I would have ran away with that boy in a half of a heart beat. 

We had this cute little plan going about moving to Seattle, going by our middle names, him becoming a huge theater star and me starting my own bakery and both of us just being happy for once, something both of us truly were missing.

All of those times that we had been so close to being together, all of the chances that I’d given to him, but he’s always pulled back and left me, leaving my heart scorched and my mind numb. Well, regardless of my knowledge, I couldn’t help but wish that this time would be different, that i wouldn’t get burned, but I would. Every ounce of me was wishing that this time he would push forward through his wall instead of building it higher, put away the insecurities and fear and just be happy together.

The text a few minutes after we parted, “It was nice to see you today.” I think we both needed an escape from our realities.

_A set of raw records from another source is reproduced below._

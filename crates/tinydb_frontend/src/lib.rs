#[macro_use]
extern crate macro_rules_attribute;

pub mod ast;
pub mod lexer;
pub mod parser;
pub mod registry;
pub mod token;

pub use lexer::Lexer;
pub use parser::{ParseError, ParseErrorKind, ParseResult, Parser};
pub use registry::Registry;

use ast::Command;
use tinydb_interner::Interner;

derive_alias! {
    #[derive(Node!)] = #[derive(Debug, Clone, PartialEq, Eq)];
    #[derive(NodeCopy!)] = #[derive(Debug, Clone, Copy, PartialEq, Eq, Hash)];
}

/// Parses one input line (without its line terminator).
pub fn parse_line(
    line: &str,
    interner: &mut Interner,
    registry: &Registry,
) -> ParseResult<Command> {
    Parser::new(line, interner, registry)?.parse()
}
//! Words the grammar recognizes by handle.
//!
//! Every keyword, type name and meta-command name is interned once when the
//! session starts. The lexer interns identifiers through the same interner,
//! so recognizing a word is a handle lookup rather than a string comparison.

use std::collections::HashMap;

use target_lexicon::Triple;
use tinydb_interner::{InternResult, Interner, Istr};

use crate::NodeCopy;

/// Width of `int` when the target's C data model is unknown.
pub const DEFAULT_INT_SIZE: usize = 4;

#[derive(NodeCopy!)]
pub enum Keyword {
    Create,
    Table,
}

#[derive(NodeCopy!)]
pub enum TypeName {
    Int,
    Integer,
    Char,
    Varchar,
}

#[derive(NodeCopy!)]
pub enum MetaCommand {
    Tables,
    Help,
    Exit,
}

#[derive(NodeCopy!)]
pub enum Word {
    Keyword(Keyword),
    TypeName(TypeName),
    MetaCommand(MetaCommand),
}

impl Keyword {
    pub fn as_str(self) -> &'static str {
        match self {
            Keyword::Create => "create",
            Keyword::Table => "table",
        }
    }
}

impl TypeName {
    pub fn as_str(self) -> &'static str {
        match self {
            TypeName::Int => "int",
            TypeName::Integer => "integer",
            TypeName::Char => "char",
            TypeName::Varchar => "varchar",
        }
    }

    /// Whether the type takes a parenthesized size, as in `char(8)`.
    pub fn is_sized(self) -> bool {
        matches!(self, TypeName::Char | TypeName::Varchar)
    }
}

impl MetaCommand {
    pub fn as_str(self) -> &'static str {
        match self {
            MetaCommand::Tables => "tables",
            MetaCommand::Help => "help",
            MetaCommand::Exit => "exit",
        }
    }
}

impl Word {
    pub const ALL: [Word; 9] = [
        Word::Keyword(Keyword::Create),
        Word::Keyword(Keyword::Table),
        Word::TypeName(TypeName::Int),
        Word::TypeName(TypeName::Integer),
        Word::TypeName(TypeName::Char),
        Word::TypeName(TypeName::Varchar),
        Word::MetaCommand(MetaCommand::Tables),
        Word::MetaCommand(MetaCommand::Help),
        Word::MetaCommand(MetaCommand::Exit),
    ];

    pub fn as_str(self) -> &'static str {
        match self {
            Word::Keyword(kw) => kw.as_str(),
            Word::TypeName(ty) => ty.as_str(),
            Word::MetaCommand(cmd) => cmd.as_str(),
        }
    }
}

#[derive(Debug, Clone)]
pub struct Registry {
    words: HashMap<Istr, Word>,

    int_size: usize,
}

impl Registry {
    /// Interns every word in [`Word::ALL`].
    pub fn new(interner: &mut Interner, int_size: usize) -> InternResult<Self> {
        let mut words = HashMap::with_capacity(Word::ALL.len());

        for word in Word::ALL {
            let handle = interner.intern(word.as_str())?;
            words.insert(handle, word);
        }

        Ok(Self {
            words,
            int_size,
        })
    }

    /// Like [`Registry::new`], sizing `int` after the target's C `int`.
    pub fn for_target(interner: &mut Interner, target: &Triple) -> InternResult<Self> {
        Self::new(interner, native_int_size(target))
    }

    pub fn lookup(&self, ident: Istr) -> Option<Word> {
        self.words.get(&ident).copied()
    }

    pub fn keyword(&self, ident: Istr) -> Option<Keyword> {
        match self.lookup(ident)? {
            Word::Keyword(kw) => Some(kw),
            _ => None,
        }
    }

    pub fn type_name(&self, ident: Istr) -> Option<TypeName> {
        match self.lookup(ident)? {
            Word::TypeName(ty) => Some(ty),
            _ => None,
        }
    }

    pub fn meta_command(&self, ident: Istr) -> Option<MetaCommand> {
        match self.lookup(ident)? {
            Word::MetaCommand(cmd) => Some(cmd),
            _ => None,
        }
    }

    /// Size in bytes of `int` and `integer` columns.
    pub fn int_size(&self) -> usize {
        self.int_size
    }
}

pub fn native_int_size(target: &Triple) -> usize {
    target
        .data_model()
        .map_or(DEFAULT_INT_SIZE, |model| usize::from(model.int_size().bytes()))
}
use tinydb_diagnostic::span::Span;
use tinydb_diagnostic::{Diagnostic, IntoDiagnostic, Snippet};
use tinydb_frontend::ast::{ColumnSpec, CreateTable};
use tinydb_interner::{Interner, Istr};
use tinydb_utils::declare_key_type;
use tinydb_utils::keyvec::KeyVec;

declare_key_type! { pub struct TableId; }

/// Tables defined during the session, in definition order.
#[derive(Debug, Default)]
pub struct Catalog {
    tables: KeyVec<TableId, TableSchema>,
}

#[derive(Debug, Clone, PartialEq, Eq)]
pub struct TableSchema {
    pub name: Istr,
    pub columns: Vec<ColumnSpec>,
}

#[derive(thiserror::Error, Debug, Clone, PartialEq, Eq)]
pub enum CatalogError {
    #[error("table already exists")]
    TableExists { name: Istr, span: Span },
}

impl Catalog {
    pub fn define(&mut self, table: CreateTable) -> Result<TableId, CatalogError> {
        let name = table.name.ident;

        if self.lookup(name).is_some() {
            return Err(CatalogError::TableExists {
                name,
                span: table.name.span,
            });
        }

        Ok(self.tables.insert(TableSchema {
            name,
            columns: table.columns,
        }))
    }

    pub fn lookup(&self, name: Istr) -> Option<TableId> {
        self.tables.position(|table| table.name == name)
    }

    pub fn get(&self, id: TableId) -> Option<&TableSchema> {
        self.tables.get(id)
    }

    pub fn tables(&self) -> impl Iterator<Item = &TableSchema> + '_ {
        self.tables.iter()
    }

    pub fn is_empty(&self) -> bool {
        self.tables.is_empty()
    }
}

impl TableSchema {
    /// Renders the schema back as `name (column type, ...)`.
    pub fn describe(&self, interner: &Interner) -> String {
        let name = |istr| interner.get(istr).unwrap_or("?");

        let columns: Vec<_> = self
            .columns
            .iter()
            .map(|column| {
                let ty = name(column.ty.name);
                if column.ty.type_name.is_sized() {
                    format!("{} {ty}({})", name(column.name.ident), column.ty.size)
                } else {
                    format!("{} {ty}", name(column.name.ident))
                }
            })
            .collect();

        format!("{} ({})", name(self.name), columns.join(", "))
    }
}

impl IntoDiagnostic<Interner> for CatalogError {
    fn into_diagnostic(self, interner: &Interner) -> Diagnostic {
        match self {
            CatalogError::TableExists { name, span } => Diagnostic::error()
                .with_message(format!(
                    "table `{}` already exists",
                    interner.get(name).unwrap_or("?")
                ))
                .with_snippet(Snippet::new("defined earlier in this session", span)),
        }
    }
}
use tinydb_diagnostic::span::Span;
use tinydb_interner::Istr;

use crate::registry::{MetaCommand, TypeName};
use crate::{Node, NodeCopy};

#[derive(Node!)]
pub enum Command {
    /// A blank line.
    Empty,

    CreateTable(CreateTable),
    Meta(MetaCommand),
}

#[derive(Node!)]
pub struct CreateTable {
    pub name: Ident,

    /// In declaration order.
    pub columns: Vec<ColumnSpec>,
}

#[derive(Node!)]
pub struct ColumnSpec {
    pub name: Ident,
    pub ty: Type,
}

#[derive(NodeCopy!)]
pub struct Type {
    /// The type name as written.
    pub name: Istr,
    pub type_name: TypeName,

    /// Size in bytes, never zero.
    pub size: usize,
}

#[derive(NodeCopy!)]
pub struct Ident {
    pub ident: Istr,
    pub span: Span,
}
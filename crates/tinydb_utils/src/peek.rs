/// An iterator that can look at its next item without consuming it.
pub trait Peek: Iterator {
    fn peek(&self) -> Option<Self::Item>;

    /// Consumes items for as long as `pred` holds, returning how many were
    /// consumed.
    fn eat_while(&mut self, mut pred: impl FnMut(&Self::Item) -> bool) -> usize {
        let mut n = 0;
        while self.peek().is_some_and(|item| pred(&item)) {
            self.next();
            n += 1;
        }
        n
    }
}

impl Peek for std::str::Bytes<'_> {
    fn peek(&self) -> Option<Self::Item> {
        self.clone().next()
    }
}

The rose in the thorn bush is hard for me to find in this story. This encounter was quite a few months ago, and the best thing that has happened in this situation is that I no longer allow this friend of mine to burn me. We are now what we always were meant to be, absolute best friends and nothing more. I will love this man forever, but only for the fun times that we have shared together and the experiences he has given me.  Now that we both have that understanding about our relationship, our friendship has become much stronger. There are still thorns here, like how we hardly ever see each other anymore because we tried to date and things went down hill from there. But we’ve been the best of friends for ten years and he is always there for me when I need him and I know that we will remain that way. There will be many more stories that include him in it, as he has been with me through so many fun adventures. So I guess the moral of the story is that even if you have a falling out with someone, or several, you should never give up on someone who means so much to you.